Тема его книг – не Холокост, однако, и даже не преследование евреев. И, по моему мнению, то, что он пишет, нельзя назвать еврейской литературой или, скажем, израильской литературой. И его нельзя назвать писателем в изгнании, поскольку он еврей и гражданин еврейского государства, чье население главным образом состоит из иммигрантов. И несмотря на то что действие многих его романов происходит в Европе, и несмотря на переклички с Кафкой, эти написанные на иврите книги не принадлежат к европейской литературе. В совокупности то, чем Аппельфельд не является, и определяет то, чем он является, а именно: писателем-переселенцем, писателем-изгнанником, обездоленным и лишенным корней писателем. Аппельфельд – писатель-переселенец, создающий переселенческую прозу: тема переселенчества и дезориентации стала основной и уникально его темой. Его мироощущение – которое обусловлено скитаниями одинокого чуть ли не с рождения мальчугана из буржуазной семьи по жуткой пустыне – как представляется, невольно выработало его прозаический стиль скупой избирательности, не подчиняющегося течению времени развития сюжета и рваного повествования, что стало своеобычным воплощением в прозе менталитета перемещенного лица. Столь же неповторимым, как тематика его прозы, кажется и голос, порожденный раненым сознанием, застрявшим где‐то между амнезией и памятью, голос, который помещает свое повествование между преданием и историей.

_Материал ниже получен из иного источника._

use crate::error::FaceToneError;
use crate::face_detector::{clip_span, FaceLocator};
use crate::image_access::PixelSource;
use crate::region::FaceRegion;

/// Face locator backed by the `rustface` crate (SeetaFace engine).
///
/// Loads the SeetaFace model on construction. The model is embedded in the
/// binary via `include_bytes!`, so no external files are needed at runtime.
pub struct RustfaceLocator {
    model: rustface::Model,
}

impl RustfaceLocator {
    pub const ALGORITHM_ID: &'static str = "seetaface-frontal-v1";

    /// Create a locator with the bundled SeetaFace model.
    pub fn new() -> Result<Self, FaceToneError> {
        let model_data: &[u8] = include_bytes!(concat!(
            env!("CARGO_MANIFEST_DIR"),
            "/../../model/seeta_fd_frontal_v1.0.bin"
        ));
        let model = rustface::read_model(std::io::Cursor::new(model_data))
            .map_err(|e| FaceToneError::InvalidConfig(format!("SeetaFace model: {e}")))?;
        Ok(Self { model })
    }
}

/// Rec. 601 luma, the same weighting `image::imageops::grayscale` uses.
fn to_gray(image: &dyn PixelSource) -> Vec<u8> {
    let (width, height) = (image.width(), image.height());
    let mut gray = Vec::with_capacity(width as usize * height as usize);
    for y in 0..height {
        for x in 0..width {
            let rgb = image.rgb_at(x, y);
            let luma = 0.299 * rgb.r as f32 + 0.587 * rgb.g as f32 + 0.114 * rgb.b as f32;
            gray.push(luma.round() as u8);
        }
    }
    gray
}

impl FaceLocator for RustfaceLocator {
    fn locate(&self, image: &dyn PixelSource) -> Result<Option<FaceRegion>, FaceToneError> {
        let (width, height) = (image.width(), image.height());
        if width == 0 || height == 0 {
            return Err(FaceToneError::ZeroDimensions);
        }

        let gray = to_gray(image);
        let mut detector = rustface::create_detector_with_model(self.model.clone());
        detector.set_min_face_size(20);
        detector.set_score_thresh(2.0);
        detector.set_pyramid_scale_factor(0.8);
        detector.set_slide_window_step(4, 4);

        let faces = detector.detect(&rustface::ImageData::new(&gray, width, height));

        // Highest-scoring face only; the result model holds a single face.
        let best = faces.iter().max_by(|a, b| {
            a.score()
                .partial_cmp(&b.score())
                .unwrap_or(std::cmp::Ordering::Equal)
        });

        Ok(best.map(|face| {
            let bbox = face.bbox();
            let left = bbox.x() as f64;
            let top = bbox.y() as f64;
            let (x0, x1) = clip_span(left, left + bbox.width() as f64, width);
            let (y0, y1) = clip_span(top, top + bbox.height() as f64, height);
            FaceRegion::new(x0, y0, x1 - x0, y1 - y0)
        }))
    }

    fn id(&self) -> &str {
        Self::ALGORITHM_ID
    }
}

С того момента, как мы познакомились в 1984 году, Аарон и я много часов провели в беседах – обычно во время прогулок по улицам Лондона, Нью-Йорка и Иерусалима. Я знал его все эти годы как многомудрого рассказчика сродни фольклорному заклинателю, как проницательного острослова и педантичного исследователя еврейских умонастроений – еврейских антипатий, заблуждений, воспоминаний и маний. Как это часто бывает с писательскими дружбами, в ходе наших перипатетических бесед мы практически не касались творчества друг друга – до прошлого месяца, когда я приехал в Иерусалим обсудить с ним шесть из его пятнадцати опубликованных книг, которые были переведены на английский язык.
После нашего первого дня, проведенного за разговорами, мы решили избавиться от мешающего течению нашей беседы магнитофона и, хотя я делал по ходу дела какие‐то заметки, в основном мы беседовали так, как привыкли, – бродя по городским улицам или сидя в кафе, где мы отдыхали. Когда наконец мы вроде бы обсудили все темы, мы сели рядом и попытались суммировать на бумаге – я на английском, Аарон на иврите – ключевые моменты наших дискуссий. Ответы Аарона на мои вопросы переводил Джеффри Грин.